Durham County budget gives more to schools but still pays many workers under $15 an hour
Durham County’s new budget will give more money to the Durham Public Schools but will still pay hundreds of school workers less than $15 an hour.
The county commissioners approved the $675.6 million budget by a 3-2 vote on June 8. Staff had to rework the plan late in the budget process as the coronavirus shutdown ate into projected revenues.
Commissioners James Hill, Brenda Howerton and Ellen Reckhow voted for the budget.
Board Chair Wendy Jacobs and Commissioner Heidi Carter said they voted against it because it will leave 900 classified school employees — bus drivers, cafeteria workers, custodians and teaching assistants — making less than $15 an hour. The budget only raises their pay to $14 per hour in the fiscal year that begins July 1.
In an interview Thursday, Jacobs said the budget does a lot of good things: gives schools more money, helps small businesses hurt by COVID-19, and adds or repurposes positions to make sure residents have adequate and nutritious food.
But the budget is a “moral document,” she said.
At a time when the nation is talking about racism and equity, Jacobs said she could not support a spending plan that leaves county workers, most of them people of color, making less than a living wage.
“How can we say we support the ‘Fight for $15’ and want private institutions to pay $15 if we’re not doing it ourselves?” she asked.
Howerton said the county did not reject the higher wage but wants the school system to use money from its fund balance to help make it happen.
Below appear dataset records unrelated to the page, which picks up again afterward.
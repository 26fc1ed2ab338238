use std::collections::BTreeMap;
use std::fmt;

use serde::{Deserialize, Serialize};

use crate::models::{CostTier, MacroProfile};

/// Occurrence count per matched food key. Only keys with a positive count are present.
pub type MatchCounts = BTreeMap<String, u32>;

/// Per-day nutrient estimate derived from a plan's absolute totals.
///
/// Grams are rounded to one decimal; calories are rounded to a whole number after the goal's
/// calorie modifier is applied and may be negative.
#[derive(Debug, Clone, Copy, Default, PartialEq, Serialize, Deserialize)]
pub struct DailyEstimate {
    pub protein: f64,
    pub carbs: f64,
    pub fat: f64,
    pub fiber: f64,
    pub calories: i64,
}

/// Absolute nutrient totals for a whole plan plus the derived daily estimate.
#[derive(Debug, Clone, Default, PartialEq, Serialize, Deserialize)]
pub struct NutrientTally {
    pub totals: MacroProfile,
    pub days: u32,
    pub daily: DailyEstimate,
}

/// Protein / carbs / fat percentages of daily calories.
#[derive(Debug, Clone, Copy, Default, PartialEq, Serialize, Deserialize)]
pub struct MacroSplit {
    pub protein: f64,
    pub carbs: f64,
    pub fat: f64,
}

/// Alignment scores for a goal that could be evaluated.
#[derive(Debug, Clone, PartialEq, Serialize, Deserialize)]
pub struct GoalAlignment {
    pub goal: String,
    pub protein_alignment: f64,
    pub carbs_alignment: f64,
    pub fat_alignment: f64,
    pub overall_alignment: f64,
    pub macros_actual: MacroSplit,
    pub macros_target: MacroSplit,
}

/// Outcome of goal scoring: either scores or an explicit "not applicable" marker
/// (unknown goal, or no positive daily calories to split).
#[derive(Debug, Clone, PartialEq, Serialize, Deserialize)]
#[serde(tag = "status", rename_all = "snake_case")]
pub enum AlignmentReport {
    Aligned(GoalAlignment),
    NotApplicable,
}

impl AlignmentReport {
    pub fn is_applicable(&self) -> bool {
        matches!(self, AlignmentReport::Aligned(_))
    }

    pub fn alignment(&self) -> Option<&GoalAlignment> {
        match self {
            AlignmentReport::Aligned(alignment) => Some(alignment),
            AlignmentReport::NotApplicable => None,
        }
    }

    /// Overall score, if applicable.
    pub fn overall(&self) -> Option<f64> {
        self.alignment().map(|a| a.overall_alignment)
    }
}

/// Overall price bucket of a plan.
#[derive(Debug, Clone, Copy, PartialEq, Eq, Serialize, Deserialize)]
pub enum CostCategory {
    Unknown,
    Low,
    Medium,
    High,
}

impl CostCategory {
    pub fn label(self) -> &'static str {
        match self {
            CostCategory::Unknown => "Unknown",
            CostCategory::Low => "Low",
            CostCategory::Medium => "Medium",
            CostCategory::High => "High",
        }
    }
}

impl fmt::Display for CostCategory {
    fn fmt(&self, f: &mut fmt::Formatter<'_>) -> fmt::Result {
        f.write_str(self.label())
    }
}

/// Weighted occurrence count per cost tier.
#[derive(Debug, Clone, Copy, Default, PartialEq, Eq, Serialize, Deserialize)]
pub struct TierCounts {
    pub low: u32,
    pub medium: u32,
    pub high: u32,
}

impl TierCounts {
    pub fn add(&mut self, tier: CostTier, count: u32) {
        match tier {
            CostTier::Low => self.low += count,
            CostTier::Medium => self.medium += count,
            CostTier::High => self.high += count,
        }
    }

    pub fn get(&self, tier: CostTier) -> u32 {
        match tier {
            CostTier::Low => self.low,
            CostTier::Medium => self.medium,
            CostTier::High => self.high,
        }
    }

    pub fn total(&self) -> u32 {
        self.low + self.medium + self.high
    }
}

/// Share of the weighted count per tier, in percent, rounded to one decimal.
#[derive(Debug, Clone, Copy, Default, PartialEq, Serialize, Deserialize)]
pub struct TierPercentages {
    pub low: f64,
    pub medium: f64,
    pub high: f64,
}

impl TierPercentages {
    pub fn sum(&self) -> f64 {
        self.low + self.medium + self.high
    }
}

#[derive(Debug, Clone, PartialEq, Serialize, Deserialize)]
pub struct CostReport {
    pub category: CostCategory,
    pub breakdown: TierCounts,
    pub percentages: TierPercentages,
}

impl CostReport {
    /// Report for a plan with no matched foods.
    pub fn unknown() -> Self {
        Self {
            category: CostCategory::Unknown,
            breakdown: TierCounts::default(),
            percentages: TierPercentages::default(),
        }
    }
}

/// Everything derived from one plan text and goal.
#[derive(Debug, Clone, PartialEq, Serialize, Deserialize)]
pub struct PlanAnalysis {
    pub goal: String,
    pub matches: MatchCounts,
    pub nutrition: NutrientTally,
    pub alignment: AlignmentReport,
    pub cost: CostReport,
}

impl PlanAnalysis {
    /// Total number of food occurrences found in the plan.
    pub fn total_matches(&self) -> u32 {
        self.matches.values().sum()
    }
}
If the school system does not act by January, the county will revisit the issue.
“I have fought for the classified workers since I’ve been on the board,” Howerton said Thursday. “We voted to do half and ask the schools to do the other half.”
But Carter, who suggested taking money out of the county’s own fund balance or coronavirus funds, said the increase was already overdue.
“We can either fight back against the devastating impacts of racism in this country by taking concrete, deliberate action to make the necessary investments to improve the lives of People of Color, now, this year … or we can delay and ask Black people to wait, yet again,” she said in a statement.
County to discuss tax assistance program
The budget holds the tax rate at 71.22 cents per $100 valuation, meaning the owner of a $300,000 house will continue to pay $2,136.60 in county property tax. City residents pay an additional city property tax.
Carter asked for an update on what the county is doing to help low-income people and others having financial problems because of COVID-19.
Staff members will bring back a tax-assistance program for the board to discuss in July, Jacobs said
“This is a priority for all of us,” she said, adding that she hopes the city of Durham will join the county in the program.
The fiscal 2020-21 budget is roughly $17.4 million more than the previous county budget, and is slightly less than the $675.9 million that County Manager Wendell M. Davis had recommended, according to a news release.
The general fund, which pays for most of Durham County’s day-to-day activities and services is $467 million.
Durham Public Schools funding up, Sheriff’s Office down
The budget gives the school system more money, in part, by reducing funding for the Sheriff’s Office and some other county departments.
It provides nearly $153.2 million for Durham Public Schools, a $7.2 million increase, for a per pupil amount of $3,694, according to a county news release.
Part of that increase is an additional $2 million for annual DPS capital support, the release stated. An additional $5.44 million is budgeted under the Department of Public Health and the Sheriff’s Office to fund school nurses and 27 school resource officers.
But Sheriff Clarence Birkhead lost eight full-time positions, reducing his staffing from 493 to 485 full-time equivalents in the coming year, budget director Keith Lane said in an email Thursday.
The sheriff had sought to reclassify 12 vacant positions. By decreasing the jail population and working with the Criminal Justice Resource Center and court system, those positions are no longer all needed, Lane wrote. So the county reclassified four positions, and the other eight were cut and the spending rerouted to other county needs.
Between 2007 and 2018, the average annual jail population at the Durham County Detention Center fell from 629 to 498.
The jail population has continued to fall amid a push for deincarceration and during the coronavirus pandemic, in which nine detention officers have been infected and one has died. The average daily jail population dropped from 393 in June to 262 so far in June.
Staff writer Virginia Bridges contributed to this report.